── MATERIAL FOR THE TASK

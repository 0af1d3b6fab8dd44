// Copyright 2025 Kirky.X
//
// Licensed under the Apache License, Version 2.0 (the "License");
// you may not use this file except in compliance with the License.
// You may obtain a copy of the License at
//
//     http://www.apache.org/licenses/LICENSE-2.0
//
// Unless required by applicable law or agreed to in writing, software
// distributed under the License is distributed on an "AS IS" BASIS,
// WITHOUT WARRANTIES OR CONDITIONS OF ANY KIND, either express or implied.
// See the License for the specific language governing permissions and
// limitations under the License.

use crate::config::settings::Settings;
use crate::domain::models::payload::{WebhookAction, WebhookPayload};
use crate::domain::repositories::crawl_repository::CrawlRepository;
use crate::domain::repositories::order_repository::OrderRepository;
use crate::domain::repositories::storage_repository::StorageRepository;
use crate::domain::use_cases::ingest_order::{build_order_record, IngestOrderUseCase};
use crate::domain::use_cases::publish_crawl::{build_crawl_record, PublishCrawlUseCase};
use crate::infrastructure::eventbrite::EventbriteClient;
use crate::infrastructure::media;
use crate::presentation::errors::WebhookError;
use crate::utils::signature;
use axum::{body::Bytes, http::HeaderMap, Extension, Json};
use metrics::counter;
use serde::Serialize;
use std::sync::Arc;
use tracing::{info, warn};
use url::Url;

/// 签名头名称
const SIGNATURE_HEADER: &str = "x-eventbrite-signature";

/// Webhook 响应体
#[derive(Debug, Serialize)]
pub struct WebhookResponse {
    pub ok: bool,
    #[serde(skip_serializing_if = "Option::is_none")]
    pub skipped: Option<String>,
}

/// Eventbrite Webhook 入口
///
/// 按固定顺序推进：体非空 → 签名 → 解析 → 动作白名单 → 补充查询 →
/// 派生 → 持久化。补充查询失败只降级数据，持久化失败返回 500 让
/// Eventbrite 重投。
pub async fn handle_eventbrite_webhook<O, C, S>(
    Extension(settings): Extension<Arc<Settings>>,
    Extension(eventbrite): Extension<EventbriteClient>,
    Extension(order_repo): Extension<Arc<O>>,
    Extension(crawl_repo): Extension<Arc<C>>,
    Extension(storage): Extension<Arc<S>>,
    headers: HeaderMap,
    body: Bytes,
) -> Result<Json<WebhookResponse>, WebhookError>
where
    O: OrderRepository,
    C: CrawlRepository,
    S: StorageRepository,
{
    counter!("eventbrite_webhook_received_total").increment(1);

    if body.is_empty() {
        return Err(WebhookError::MissingBody);
    }

    // Signature verification runs over the raw bytes, before parsing.
    // Every action goes through it, event.published included.
    let header = headers
        .get(SIGNATURE_HEADER)
        .and_then(|v| v.to_str().ok());
    signature::verify_signature(
        &body,
        header,
        settings.eventbrite.webhook_secret.as_deref(),
    )?;

    let payload: WebhookPayload =
        serde_json::from_slice(&body).map_err(|_| WebhookError::InvalidPayload)?;

    if let Some(api_url) = payload.api_url.as_deref() {
        Url::parse(api_url).map_err(|_| WebhookError::InvalidPayload)?;
    }

    let raw_action = payload.resolved_action().to_string();
    let Some(action) = WebhookAction::parse(&raw_action) else {
        counter!("eventbrite_webhook_skipped_total").increment(1);
        info!("Skipping unhandled Eventbrite action: {}", raw_action);
        return Ok(Json(WebhookResponse {
            ok: true,
            skipped: Some(format!("Unhandled action {}", raw_action)),
        }));
    };

    match action {
        WebhookAction::OrderPlaced | WebhookAction::OrderUpdated | WebhookAction::OrderRefunded => {
            let details = eventbrite.fetch_order(payload.api_url.as_deref()).await;
            if details.is_none() {
                warn!("Persisting order from webhook payload only.");
            }
            let order = build_order_record(&payload, details.as_ref());
            IngestOrderUseCase::new(order_repo).execute(&order).await?;
        }
        WebhookAction::EventPublished => {
            let details = eventbrite.fetch_event(payload.api_url.as_deref()).await;
            if details.is_none() {
                warn!("Persisting event listing from webhook payload only.");
            }
            let mut crawl = build_crawl_record(&payload, details.as_ref());

            let logo_url = details.as_ref().and_then(|d| {
                d.logo.as_ref().and_then(|logo| {
                    logo.original
                        .as_ref()
                        .and_then(|o| o.url.clone())
                        .or_else(|| logo.url.clone())
                })
            });
            if let (Some(slug), Some(logo_url)) = (crawl.slug.as_deref(), logo_url) {
                crawl.crawl_image_1 =
                    media::mirror_crawl_image(eventbrite.http(), storage.as_ref(), &logo_url, slug)
                        .await;
            }

            PublishCrawlUseCase::new(crawl_repo).execute(&crawl).await?;
        }
    }

    counter!("eventbrite_webhook_persisted_total").increment(1);
    Ok(Json(WebhookResponse {
        ok: true,
        skipped: None,
    }))
}
// Copyright (c) 2025 Kirky.X
//
// Licensed under the MIT License
// See LICENSE file in the project root for full license information.

/// 货币金额格式化
pub mod money;
/// Webhook 签名校验
pub mod signature;
/// Slug 生成
pub mod slug;
/// 日志初始化
pub mod telemetry;
/// URL 工具函数
pub mod url_utils;
// Copyright (c) 2025 Kirky.X
//
// Licensed under the MIT License
// See LICENSE file in the project root for full license information.

use chrono::{DateTime, Utc};
use serde::{Deserialize, Serialize};
use std::fmt;
use uuid::Uuid;

/// 活动条目实体
///
/// 表示一条由 Eventbrite 已发布活动派生的站点活动（"crawl"）记录。
/// webhook 只负责填充派生列（名称、slug、描述、日期、首图、状态）；
/// 营销列由编辑在 CMS 侧维护，入库时保持 NULL。自然唯一键为
/// `eventbrite_id`。
#[derive(Debug, Clone, PartialEq, Serialize, Deserialize)]
pub struct Crawl {
    /// 行唯一标识符
    pub id: Uuid,
    /// Eventbrite 活动 ID，自然唯一键
    pub eventbrite_id: Option<String>,
    /// 活动名称
    pub name: Option<String>,
    /// URL slug，由名称和开始日期派生
    pub slug: Option<String>,
    /// 简短描述
    pub short_description: Option<String>,
    /// 条目状态，webhook 写入时始终为草稿
    pub status: CrawlStatus,
    /// 活动开始时间
    pub event_date_start: Option<DateTime<Utc>>,
    /// 活动结束时间
    pub event_date_end: Option<DateTime<Utc>>,
    /// 第二场开始时间
    pub event_date_start_2: Option<DateTime<Utc>>,
    /// 第二场结束时间
    pub event_date_end_2: Option<DateTime<Utc>>,
    /// 第三场开始时间
    pub event_date_start_3: Option<DateTime<Utc>>,
    /// 第三场结束时间
    pub event_date_end_3: Option<DateTime<Utc>>,
    /// 首图 URL，指向镜像到对象存储后的公开地址
    pub crawl_image_1: Option<String>,
    /// 首图替代文本
    pub crawl_image_1_alt: Option<String>,
    /// 第二张图片 URL
    pub crawl_image_2: Option<String>,
    /// 第二张图片替代文本
    pub crawl_image_2_alt: Option<String>,
    /// 第三张图片 URL
    pub crawl_image_3: Option<String>,
    /// 第三张图片替代文本
    pub crawl_image_3_alt: Option<String>,
    /// 第四张图片 URL
    pub crawl_image_4: Option<String>,
    /// 第四张图片替代文本
    pub crawl_image_4_alt: Option<String>,
    /// 竖版图片 URL
    pub crawl_image_vertical_url: Option<String>,
    /// 竖版图片替代文本
    pub crawl_image_vertical_alt: Option<String>,
    /// 别名
    pub alt_name: Option<String>,
    /// 城市
    pub city: Option<String>,
    /// 所属合集
    pub collection: Option<String>,
    /// 主题
    pub theme: Option<String>,
    /// 街区
    pub neighborhood: Option<String>,
    /// 价格展示文本
    pub price: Option<String>,
    /// 签到场地
    pub checkin_venue_1: Option<String>,
    /// H2 关键词
    pub keywords_h2: Option<String>,
    /// 段落关键词
    pub keywords_paragraph: Option<String>,
    /// SEO 标题
    pub seo_title: Option<String>,
    /// SEO 描述
    pub seo_description: Option<String>,
    /// 创建时间
    pub created_at: DateTime<Utc>,
    /// 更新时间
    pub updated_at: DateTime<Utc>,
}

/// 活动条目状态枚举
///
/// webhook 创建的条目始终为 Draft，由编辑审核后在 CMS 侧发布。
#[derive(Debug, Clone, Copy, PartialEq, Eq, Serialize, Deserialize, Default)]
#[serde(rename_all = "snake_case")]
pub enum CrawlStatus {
    /// 草稿
    #[default]
    Draft,
    /// 已发布
    Published,
    /// 已归档
    Archived,
}

impl fmt::Display for CrawlStatus {
    fn fmt(&self, f: &mut fmt::Formatter<'_>) -> fmt::Result {
        match self {
            CrawlStatus::Draft => write!(f, "Draft"),
            CrawlStatus::Published => write!(f, "Published"),
            CrawlStatus::Archived => write!(f, "Archived"),
        }
    }
}

impl CrawlStatus {
    /// 从存储的字符串还原状态，未知值回落为草稿
    pub fn parse(raw: &str) -> Self {
        match raw {
            "Published" => CrawlStatus::Published,
            "Archived" => CrawlStatus::Archived,
            _ => CrawlStatus::Draft,
        }
    }
}

impl Crawl {
    /// 创建一条仅含默认值的空白条目
    ///
    /// 派生逻辑在此基础上填充 webhook 负责的列。
    pub fn blank() -> Self {
        let now = Utc::now();
        Self {
            id: Uuid::new_v4(),
            eventbrite_id: None,
            name: None,
            slug: None,
            short_description: None,
            status: CrawlStatus::Draft,
            event_date_start: None,
            event_date_end: None,
            event_date_start_2: None,
            event_date_end_2: None,
            event_date_start_3: None,
            event_date_end_3: None,
            crawl_image_1: None,
            crawl_image_1_alt: None,
            crawl_image_2: None,
            crawl_image_2_alt: None,
            crawl_image_3: None,
            crawl_image_3_alt: None,
            crawl_image_4: None,
            crawl_image_4_alt: None,
            crawl_image_vertical_url: None,
            crawl_image_vertical_alt: None,
            alt_name: None,
            city: None,
            collection: None,
            theme: None,
            neighborhood: None,
            price: None,
            checkin_venue_1: None,
            keywords_h2: None,
            keywords_paragraph: None,
            seo_title: None,
            seo_description: None,
            created_at: now,
            updated_at: now,
        }
    }
}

────

_EXERCISE REQUIREMENTS:_ Some lines above may hold the word "HeaderMap"; say how many do, giving nothing besides the number.

_OUTPUT:_ 2